Records shown
::::::::
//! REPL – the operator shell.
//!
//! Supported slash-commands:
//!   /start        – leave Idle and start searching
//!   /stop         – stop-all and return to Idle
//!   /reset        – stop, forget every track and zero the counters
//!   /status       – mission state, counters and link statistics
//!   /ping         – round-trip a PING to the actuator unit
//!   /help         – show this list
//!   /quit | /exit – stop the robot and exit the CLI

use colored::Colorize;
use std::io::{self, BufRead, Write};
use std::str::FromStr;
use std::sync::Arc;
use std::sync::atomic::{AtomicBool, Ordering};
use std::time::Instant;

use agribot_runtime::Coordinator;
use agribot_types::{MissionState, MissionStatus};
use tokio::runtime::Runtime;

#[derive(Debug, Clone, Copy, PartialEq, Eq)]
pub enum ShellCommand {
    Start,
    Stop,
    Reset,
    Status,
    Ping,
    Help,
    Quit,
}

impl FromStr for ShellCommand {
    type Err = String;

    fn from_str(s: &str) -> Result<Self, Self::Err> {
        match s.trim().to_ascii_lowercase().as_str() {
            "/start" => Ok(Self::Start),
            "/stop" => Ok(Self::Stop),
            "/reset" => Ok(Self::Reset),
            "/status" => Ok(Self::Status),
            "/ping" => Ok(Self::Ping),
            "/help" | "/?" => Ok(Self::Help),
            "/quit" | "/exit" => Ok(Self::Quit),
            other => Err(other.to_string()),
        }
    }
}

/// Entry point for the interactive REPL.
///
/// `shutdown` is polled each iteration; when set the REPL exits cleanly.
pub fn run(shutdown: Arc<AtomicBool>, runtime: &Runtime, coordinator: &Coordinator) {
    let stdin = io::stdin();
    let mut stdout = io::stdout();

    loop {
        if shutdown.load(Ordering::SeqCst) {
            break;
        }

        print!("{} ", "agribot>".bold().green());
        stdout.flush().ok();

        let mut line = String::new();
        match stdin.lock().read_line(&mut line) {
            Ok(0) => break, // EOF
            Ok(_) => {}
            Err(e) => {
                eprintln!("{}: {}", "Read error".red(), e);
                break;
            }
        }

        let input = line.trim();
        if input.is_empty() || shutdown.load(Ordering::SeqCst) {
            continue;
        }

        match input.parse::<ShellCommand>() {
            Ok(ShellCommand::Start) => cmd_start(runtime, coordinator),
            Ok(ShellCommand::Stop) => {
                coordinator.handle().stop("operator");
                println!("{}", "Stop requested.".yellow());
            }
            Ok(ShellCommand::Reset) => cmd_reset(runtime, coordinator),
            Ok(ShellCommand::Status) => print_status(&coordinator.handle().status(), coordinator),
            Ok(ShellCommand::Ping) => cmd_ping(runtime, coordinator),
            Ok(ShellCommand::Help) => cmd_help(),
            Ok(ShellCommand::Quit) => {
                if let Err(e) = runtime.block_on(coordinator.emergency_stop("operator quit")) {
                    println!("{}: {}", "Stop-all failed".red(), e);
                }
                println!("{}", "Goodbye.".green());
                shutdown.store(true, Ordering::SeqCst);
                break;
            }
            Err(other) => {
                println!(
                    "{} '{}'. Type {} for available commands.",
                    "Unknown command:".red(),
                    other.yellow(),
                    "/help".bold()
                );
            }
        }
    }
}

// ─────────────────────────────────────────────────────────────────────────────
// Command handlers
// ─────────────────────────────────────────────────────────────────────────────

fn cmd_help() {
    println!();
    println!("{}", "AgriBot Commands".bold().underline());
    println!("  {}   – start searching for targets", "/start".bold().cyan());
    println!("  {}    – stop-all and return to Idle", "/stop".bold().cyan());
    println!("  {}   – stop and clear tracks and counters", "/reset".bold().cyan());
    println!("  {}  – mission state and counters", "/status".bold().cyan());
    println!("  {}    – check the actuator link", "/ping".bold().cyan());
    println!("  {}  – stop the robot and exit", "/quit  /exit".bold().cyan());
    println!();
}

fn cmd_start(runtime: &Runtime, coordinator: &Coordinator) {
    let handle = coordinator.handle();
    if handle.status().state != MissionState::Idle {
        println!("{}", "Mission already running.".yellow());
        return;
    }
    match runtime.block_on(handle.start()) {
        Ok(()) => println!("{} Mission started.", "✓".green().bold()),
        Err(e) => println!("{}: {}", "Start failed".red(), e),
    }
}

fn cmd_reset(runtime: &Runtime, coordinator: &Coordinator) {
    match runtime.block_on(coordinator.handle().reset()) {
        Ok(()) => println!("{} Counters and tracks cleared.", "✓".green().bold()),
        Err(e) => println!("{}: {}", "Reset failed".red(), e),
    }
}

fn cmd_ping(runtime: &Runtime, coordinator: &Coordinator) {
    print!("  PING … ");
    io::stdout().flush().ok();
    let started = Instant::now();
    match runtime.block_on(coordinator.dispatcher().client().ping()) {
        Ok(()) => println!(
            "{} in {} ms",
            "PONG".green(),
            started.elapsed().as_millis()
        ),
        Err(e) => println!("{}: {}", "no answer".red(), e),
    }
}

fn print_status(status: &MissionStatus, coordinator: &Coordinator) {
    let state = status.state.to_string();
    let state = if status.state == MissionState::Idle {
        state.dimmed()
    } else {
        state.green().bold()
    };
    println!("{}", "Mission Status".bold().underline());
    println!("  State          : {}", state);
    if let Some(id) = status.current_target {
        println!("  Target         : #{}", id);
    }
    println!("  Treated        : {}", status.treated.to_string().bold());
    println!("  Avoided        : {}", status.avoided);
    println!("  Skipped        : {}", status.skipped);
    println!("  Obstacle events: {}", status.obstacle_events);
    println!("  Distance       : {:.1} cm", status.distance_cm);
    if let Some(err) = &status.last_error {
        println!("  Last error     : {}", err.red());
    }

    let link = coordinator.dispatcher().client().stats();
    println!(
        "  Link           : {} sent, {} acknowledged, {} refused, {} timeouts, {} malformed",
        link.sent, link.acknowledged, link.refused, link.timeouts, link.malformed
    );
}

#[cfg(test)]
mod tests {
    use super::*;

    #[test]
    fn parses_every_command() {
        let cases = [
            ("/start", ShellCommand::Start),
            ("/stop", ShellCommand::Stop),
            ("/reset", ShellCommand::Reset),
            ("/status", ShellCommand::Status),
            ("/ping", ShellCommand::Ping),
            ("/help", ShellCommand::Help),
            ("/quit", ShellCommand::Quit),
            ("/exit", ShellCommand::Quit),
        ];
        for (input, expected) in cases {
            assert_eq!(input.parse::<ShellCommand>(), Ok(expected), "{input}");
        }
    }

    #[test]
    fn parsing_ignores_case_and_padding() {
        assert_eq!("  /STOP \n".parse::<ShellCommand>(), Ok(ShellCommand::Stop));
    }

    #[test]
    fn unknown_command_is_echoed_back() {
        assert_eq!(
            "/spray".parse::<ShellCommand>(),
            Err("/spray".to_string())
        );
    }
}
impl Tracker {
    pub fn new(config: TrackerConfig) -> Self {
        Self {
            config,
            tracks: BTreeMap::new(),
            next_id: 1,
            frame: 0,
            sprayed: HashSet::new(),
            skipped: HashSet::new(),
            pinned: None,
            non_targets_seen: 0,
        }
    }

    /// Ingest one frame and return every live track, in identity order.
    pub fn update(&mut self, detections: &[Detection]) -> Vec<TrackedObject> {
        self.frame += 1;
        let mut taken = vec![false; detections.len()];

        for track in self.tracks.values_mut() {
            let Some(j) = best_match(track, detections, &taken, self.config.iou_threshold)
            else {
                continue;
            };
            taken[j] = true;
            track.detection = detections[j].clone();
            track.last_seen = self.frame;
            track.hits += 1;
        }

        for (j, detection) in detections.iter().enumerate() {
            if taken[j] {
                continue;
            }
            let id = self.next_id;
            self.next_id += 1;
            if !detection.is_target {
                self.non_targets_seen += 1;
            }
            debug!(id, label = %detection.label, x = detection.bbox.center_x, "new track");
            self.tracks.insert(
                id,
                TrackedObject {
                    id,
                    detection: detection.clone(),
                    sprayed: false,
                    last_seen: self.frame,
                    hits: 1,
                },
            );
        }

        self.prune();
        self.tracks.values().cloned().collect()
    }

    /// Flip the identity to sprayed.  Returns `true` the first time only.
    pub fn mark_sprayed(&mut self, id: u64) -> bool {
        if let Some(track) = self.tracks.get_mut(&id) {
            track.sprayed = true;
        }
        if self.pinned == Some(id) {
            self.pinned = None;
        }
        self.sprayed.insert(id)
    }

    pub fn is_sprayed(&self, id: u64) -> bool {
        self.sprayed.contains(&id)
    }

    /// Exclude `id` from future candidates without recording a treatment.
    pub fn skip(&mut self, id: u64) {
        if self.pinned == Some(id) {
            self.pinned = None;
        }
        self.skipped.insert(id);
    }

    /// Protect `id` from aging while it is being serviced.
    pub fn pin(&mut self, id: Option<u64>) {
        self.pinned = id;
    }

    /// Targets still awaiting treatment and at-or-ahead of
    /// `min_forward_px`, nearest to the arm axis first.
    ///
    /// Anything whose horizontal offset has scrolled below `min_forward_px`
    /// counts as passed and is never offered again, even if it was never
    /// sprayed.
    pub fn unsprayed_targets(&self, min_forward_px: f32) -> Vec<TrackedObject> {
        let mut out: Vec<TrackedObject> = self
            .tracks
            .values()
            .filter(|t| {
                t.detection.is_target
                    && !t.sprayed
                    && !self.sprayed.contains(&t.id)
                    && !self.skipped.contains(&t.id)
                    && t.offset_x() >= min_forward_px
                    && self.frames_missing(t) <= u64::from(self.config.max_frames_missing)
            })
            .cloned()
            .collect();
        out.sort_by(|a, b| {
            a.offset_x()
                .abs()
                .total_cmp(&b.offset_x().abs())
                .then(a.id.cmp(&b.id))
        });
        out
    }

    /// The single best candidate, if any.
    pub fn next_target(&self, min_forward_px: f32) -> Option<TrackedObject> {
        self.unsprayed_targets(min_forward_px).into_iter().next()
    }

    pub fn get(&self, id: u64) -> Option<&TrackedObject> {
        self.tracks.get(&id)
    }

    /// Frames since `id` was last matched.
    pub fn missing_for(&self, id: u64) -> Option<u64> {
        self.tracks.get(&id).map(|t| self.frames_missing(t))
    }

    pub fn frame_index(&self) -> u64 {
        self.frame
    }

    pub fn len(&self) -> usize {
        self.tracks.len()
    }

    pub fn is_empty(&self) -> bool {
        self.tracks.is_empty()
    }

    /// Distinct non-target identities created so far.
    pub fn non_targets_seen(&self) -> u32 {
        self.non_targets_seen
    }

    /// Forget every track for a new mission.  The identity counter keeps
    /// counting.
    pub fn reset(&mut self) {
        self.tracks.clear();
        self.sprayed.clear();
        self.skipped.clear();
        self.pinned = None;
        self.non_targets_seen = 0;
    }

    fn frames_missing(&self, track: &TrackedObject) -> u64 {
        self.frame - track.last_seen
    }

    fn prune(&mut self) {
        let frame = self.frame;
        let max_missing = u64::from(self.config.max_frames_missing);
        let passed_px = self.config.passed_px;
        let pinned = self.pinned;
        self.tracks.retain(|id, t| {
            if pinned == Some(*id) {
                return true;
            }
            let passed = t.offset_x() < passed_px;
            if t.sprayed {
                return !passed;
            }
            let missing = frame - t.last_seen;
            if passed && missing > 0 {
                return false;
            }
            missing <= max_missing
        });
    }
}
::::::::
Required work
Nothing but a number should be written: how many lines of the preceding listing contain "other".

Response for this exercise
3